[Records for processing Boundary: Start]
mod json;
mod validation;

pub use json::{load_config, load_config_or_default};
pub use validation::validate_config;
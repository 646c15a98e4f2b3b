use crate::scheduler::cost_model::{empty_space_groups_cost, free_hour};
use crate::scheduler::evolutionary::mutate_ideal_spot;
use crate::types::{ClassId, Dataset, PlacementState};
use rand::Rng;

const ITERATIONS: usize = 2500;
const INITIAL_TEMPERATURE: f64 = 0.5;
const COOLING_RATE: f64 = 0.99;

/// Simulated-annealing pass minimizing soft costs once the matrix is
/// already feasible. Each step snapshots the whole state, mutates one
/// placed class, and accepts the result under the Metropolis criterion;
/// rejected moves restore the snapshot.
pub fn harden(dataset: &Dataset, state: &mut PlacementState, rng: &mut impl Rng) {
    let mut t = INITIAL_TEMPERATURE;
    let pick_count = dataset.classes.len() / 4;

    for _ in 0..ITERATIONS {
        let curr_cost = soft_cost(dataset, state);
        let snapshot = state.clone();

        if pick_count > 0 {
            if let Some(last) = pick_last_of_n(state, pick_count, rng) {
                mutate_ideal_spot(dataset, state, last);
            }
        }

        let new_cost = soft_cost(dataset, state);
        let accept = new_cost < curr_cost
            || rng.gen::<f64>() <= ((curr_cost - new_cost) / t).exp();

        if !accept {
            *state = snapshot;
        }

        t *= COOLING_RATE;
    }
}

/// Picks `n` random placed classes (with replacement, matching the
/// original draw) and returns only the last one picked — see DESIGN.md
/// Open Question 3 for why the other `n - 1` picks are discarded.
fn pick_last_of_n(state: &PlacementState, n: usize, rng: &mut impl Rng) -> Option<ClassId> {
    let placed: Vec<ClassId> = state.filled.keys().copied().collect();
    if placed.is_empty() {
        return None;
    }
    let mut last = None;
    for _ in 0..n {
        last = Some(placed[rng.gen_range(0..placed.len())]);
    }
    last
}

fn soft_cost(dataset: &Dataset, state: &PlacementState) -> f64 {
    let base = empty_space_groups_cost(dataset, state);
    if free_hour(state) == -1 {
        base + 1.0
    } else {
        base
    }
}

#[cfg(test)]
mod tests {
    use super::*;
    use crate::scheduler::data_builder::build_dataset;
    use crate::scheduler::lecture_placer::place_lectures;
    use crate::types::{Config, SubjectConfig, Year, YearConfig};
    use rand::SeedableRng;
    use std::collections::BTreeMap;

    fn config(hours: i64, batches: i64, rooms: i64) -> Config {
        let mut years = BTreeMap::new();
        years.insert(
            Year::Sy,
            YearConfig {
                semester: None,
                subjects: vec![SubjectConfig {
                    name: "Hist".to_string(),
                    hours,
                    labs: 0,
                    lab_name: None,
                    lab_hours: 0,
                }],
            },
        );
        let mut batch_map = BTreeMap::new();
        batch_map.insert(Year::Sy, batches);
        Config {
            num_classrooms: rooms,
            num_labs: 0,
            lab_names: None,
            batches: batch_map,
            timings: Default::default(),
            years,
        }
    }

    #[test]
    fn hardening_never_breaks_feasibility() {
        let cfg = config(4, 1, 3);
        let ds = build_dataset(&cfg, Year::Sy);
        let mut state = PlacementState::new(&ds);
        let mut diags = Vec::new();
        place_lectures(&ds, &mut state, Year::Sy, &mut diags);

        let mut rng = rand::rngs::StdRng::seed_from_u64(11);
        harden(&ds, &mut state, &mut rng);

        assert_eq!(
            crate::scheduler::cost_model::check_hard_constraints(&ds, &state),
            0.0
        );
    }

    #[test]
    fn hardening_on_spacious_input_leaves_a_free_hour() {
        let cfg = config(1, 1, 4);
        let ds = build_dataset(&cfg, Year::Sy);
        let mut state = PlacementState::new(&ds);
        let mut diags = Vec::new();
        place_lectures(&ds, &mut state, Year::Sy, &mut diags);

        let mut rng = rand::rngs::StdRng::seed_from_u64(3);
        harden(&ds, &mut state, &mut rng);

        assert!(free_hour(&state) >= 0);
    }
}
[Records for processing Boundary: End]
## Problem to work on
With every word kept as it is, set down the entries again.

## Output
mod json;
mod validation;

pub use json::{load_config, load_config_or_default};
pub use validation::validate_config;
repository 646c15a98e4f2b3b
use crate::scheduler::cost_model::{empty_space_groups_cost, free_hour};
use crate::scheduler::evolutionary::mutate_ideal_spot;
use crate::types::{ClassId, Dataset, PlacementState};
use rand::Rng;

const ITERATIONS: usize = 2500;
const INITIAL_TEMPERATURE: f64 = 0.5;
const COOLING_RATE: f64 = 0.99;

/// Simulated-annealing pass minimizing soft costs once the matrix is
/// already feasible. Each step snapshots the whole state, mutates one
/// placed class, and accepts the result under the Metropolis criterion;
/// rejected moves restore the snapshot.
pub fn harden(dataset: &Dataset, state: &mut PlacementState, rng: &mut impl Rng) {
    let mut t = INITIAL_TEMPERATURE;
    let pick_count = dataset.classes.len() / 4;

    for _ in 0..ITERATIONS {
        let curr_cost = soft_cost(dataset, state);
        let snapshot = state.clone();

        if pick_count > 0 {
            if let Some(last) = pick_last_of_n(state, pick_count, rng) {
                mutate_ideal_spot(dataset, state, last);
            }
        }

        let new_cost = soft_cost(dataset, state);
        let accept = new_cost < curr_cost
            || rng.gen::<f64>() <= ((curr_cost - new_cost) / t).exp();

        if !accept {
            *state = snapshot;
        }

        t *= COOLING_RATE;
    }
}

/// Picks `n` random placed classes (with replacement, matching the
/// original draw) and returns only the last one picked — see DESIGN.md
/// Open Question 3 for why the other `n - 1` picks are discarded.
fn pick_last_of_n(state: &PlacementState, n: usize, rng: &mut impl Rng) -> Option<ClassId> {
    let placed: Vec<ClassId> = state.filled.keys().copied().collect();
    if placed.is_empty() {
        return None;
    }
    let mut last = None;
    for _ in 0..n {
        last = Some(placed[rng.gen_range(0..placed.len())]);
    }
    last
}

fn soft_cost(dataset: &Dataset, state: &PlacementState) -> f64 {
    let base = empty_space_groups_cost(dataset, state);
    if free_hour(state) == -1 {
        base + 1.0
    } else {
        base
    }
}

#[cfg(test)]
mod tests {
    use super::*;
    use crate::scheduler::data_builder::build_dataset;
    use crate::scheduler::lecture_placer::place_lectures;
    use crate::types::{Config, SubjectConfig, Year, YearConfig};
    use rand::SeedableRng;
    use std::collections::BTreeMap;

    fn config(hours: i64, batches: i64, rooms: i64) -> Config {
        let mut years = BTreeMap::new();
        years.insert(
            Year::Sy,
            YearConfig {
                semester: None,
                subjects: vec![SubjectConfig {
                    name: "Hist".to_string(),
                    hours,
                    labs: 0,
                    lab_name: None,
                    lab_hours: 0,
                }],
            },
        );
        let mut batch_map = BTreeMap::new();
        batch_map.insert(Year::Sy, batches);
        Config {
            num_classrooms: rooms,
            num_labs: 0,
            lab_names: None,
            batches: batch_map,
            timings: Default::default(),
            years,
        }
    }

    #[test]
    fn hardening_never_breaks_feasibility() {
        let cfg = config(4, 1, 3);
        let ds = build_dataset(&cfg, Year::Sy);
        let mut state = PlacementState::new(&ds);
        let mut diags = Vec::new();
        place_lectures(&ds, &mut state, Year::Sy, &mut diags);

        let mut rng = rand::rngs::StdRng::seed_from_u64(11);
        harden(&ds, &mut state, &mut rng);

        assert_eq!(
            crate::scheduler::cost_model::check_hard_constraints(&ds, &state),
            0.0
        );
    }

    #[test]
    fn hardening_on_spacious_input_leaves_a_free_hour() {
        let cfg = config(1, 1, 4);
        let ds = build_dataset(&cfg, Year::Sy);
        let mut state = PlacementState::new(&ds);
        let mut diags = Vec::new();
        place_lectures(&ds, &mut state, Year::Sy, &mut diags);

        let mut rng = rand::rngs::StdRng::seed_from_u64(3);
        harden(&ds, &mut state, &mut rng);

        assert!(free_hour(&state) >= 0);
    }
}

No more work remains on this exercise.